//! Observer that forwards pipeline events to `tracing`.

use tracing::{debug, info, warn};

use crudsmith_core::application::{PipelineEvent, ports::PipelineObserver};

/// Logs every event; failures at `warn`, file writes at `debug`.
#[derive(Debug, Default, Clone, Copy)]
pub struct TracingObserver;

impl TracingObserver {
    pub fn new() -> Self {
        Self
    }
}

impl PipelineObserver for TracingObserver {
    fn on_event(&self, event: &PipelineEvent) {
        match event {
            PipelineEvent::StagingAllocated { root, .. } => {
                debug!(root = %root.display(), "Staging allocated")
            }
            PipelineEvent::StepStarted(step) => debug!(%step, "Step started"),
            PipelineEvent::StepSucceeded(step) => info!(%step, "Step completed"),
            PipelineEvent::StepFailed { step, reason } => warn!(%step, %reason, "Step failed"),
            PipelineEvent::ArtifactWritten { kind, path } => {
                debug!(%kind, path = %path.display(), "Artifact written")
            }
            PipelineEvent::ArtifactSkipped {
                entity,
                kind,
                reason,
            } => warn!(%entity, %kind, %reason, "Artifact skipped"),
        }
    }
}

* * * * *

Exactly as shown, give every record again.

| Finished exercise |
//! Observer that forwards pipeline events to `tracing`.

use tracing::{debug, info, warn};

use crudsmith_core::application::{PipelineEvent, ports::PipelineObserver};

/// Logs every event; failures at `warn`, file writes at `debug`.
#[derive(Debug, Default, Clone, Copy)]
pub struct TracingObserver;

impl TracingObserver {
    pub fn new() -> Self {
        Self
    }
}

impl PipelineObserver for TracingObserver {
    fn on_event(&self, event: &PipelineEvent) {
        match event {
            PipelineEvent::StagingAllocated { root, .. } => {
                debug!(root = %root.display(), "Staging allocated")
            }
            PipelineEvent::StepStarted(step) => debug!(%step, "Step started"),
            PipelineEvent::StepSucceeded(step) => info!(%step, "Step completed"),
            PipelineEvent::StepFailed { step, reason } => warn!(%step, %reason, "Step failed"),
            PipelineEvent::ArtifactWritten { kind, path } => {
                debug!(%kind, path = %path.display(), "Artifact written")
            }
            PipelineEvent::ArtifactSkipped {
                entity,
                kind,
                reason,
            } => warn!(%entity, %kind, %reason, "Artifact skipped"),
        }
    }
}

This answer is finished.